32. Closely related to the issue of the prejudice to an accused that can result from the presentation of evidence in a joint trial is the issue of conflicts of interest that may arise between the accused themselves during the course of such a trial. The Prosecution alludes to “one conflict between Accused Trbic and some of the other accused wherein Trbic in statements to the OTP and in testimony at the Blagojevic/Jokic trial, implicated several of his current co-accused in the Srebrenica crimes.”60 No further details are provided, however, and Trbic, in his response to the Joinder Motion, does not allege that any conflict exists.61 Thus the allegation by some accused that a joint trial would result in a conflict of interest has not been substantiated.62

33. Trial Chambers have in the past held that conducting joint trials where co-accused may testify against each other does not per se constitute a conflict of interests between accused63 and that the mere “‘possibility of mutually antagonistic defences’ does not constitute a conflict of interests capable of causing serious prejudice”64 because “trials in this Tribunal are conducted by professional judges who are necessarily capable of determining the guilt of each accused individually.”65 In the Trial Chamber’s view, then, no convincing argument has been advanced by any of the accused as to the possibility of any conflict of interest that would prohibit joinder.66

34. In sum, the Trial Chamber believes that a single trial—by avoiding the duplication of evidence (paras. 20-22), promoting judicial economy (paras. 20-23), safeguarding the rights and availability of witnesses (paras. 25-26), and ensuring consistency of verdicts (para. 27)—will better protect the interests of justice. The rights of the accused will also, in the Chamber’s view, be better protected in a joint trial which is likely to (i) be more expeditious (paras. 21-23) and (ii) have a fuller evidentiary record (para. 26) than if the six cases were to proceed independently . Moreover, the Chamber is not convinced that the accused are likely to suffer prejudice if a joint trial is ordered (paras. 30-33).
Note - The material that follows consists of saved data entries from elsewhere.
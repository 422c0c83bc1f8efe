//! Injected connectivity probe.
//!
//! The engine never consults ambient network state; it asks this trait.
//! Production wires [`HttpProbe`]; tests use [`StaticConnectivity`].

use std::sync::atomic::{AtomicBool, Ordering};
use std::time::Duration;

use async_trait::async_trait;

use crate::config::RemoteConfig;

#[async_trait]
pub trait Connectivity: Send + Sync {
    async fn is_online(&self) -> bool;
}

/// Probes the remote service's REST root with a short-timeout HEAD
/// request. Any response, including an auth rejection, counts as
/// online; only transport failure counts as offline.
pub struct HttpProbe {
    client: reqwest::Client,
    url: String,
}

impl HttpProbe {
    pub fn new(cfg: &RemoteConfig, timeout: Duration) -> Result<Self, reqwest::Error> {
        let client = reqwest::Client::builder().timeout(timeout).build()?;
        Ok(Self {
            client,
            url: format!("{}/rest/v1/", cfg.base_url.trim_end_matches('/')),
        })
    }
}

#[async_trait]
impl Connectivity for HttpProbe {
    async fn is_online(&self) -> bool {
        self.client.head(&self.url).send().await.is_ok()
    }
}

/// Fixed, externally togglable connectivity state.
pub struct StaticConnectivity {
    online: AtomicBool,
}

impl StaticConnectivity {
    pub fn new(online: bool) -> Self {
        Self {
            online: AtomicBool::new(online),
        }
    }

    pub fn set_online(&self, online: bool) {
        self.online.store(online, Ordering::SeqCst);
    }
}

#[async_trait]
impl Connectivity for StaticConnectivity {
    async fn is_online(&self) -> bool {
        self.online.load(Ordering::SeqCst)
    }
}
35. Finally, the Trial Chamber believes that its decision on the Joinder Motion is aided by consideration of all the arguments raised by the parties and therefore grants (i) the Prosecution motion for leave to file its consolidated reply and (ii) Miletic’s motion for leave to file the “addendum” to his initial response to the Joinder Motion .

VI. Disposition

36. For these reasons, pursuant to Rules 48 and 126 bis of the Rules, this Trial Chamber hereby orders as follows:

(a) The Prosecution is granted leave to file the Prosecution Consolidated Reply to Defence Response to Prosecution Motion for Joinder of Accused;

(b) The accused Miletic is granted leave to file the Addendum to Response to the Joinder Motion of 5 July, and

(c) The Prosecution’s Joinder Motion is granted.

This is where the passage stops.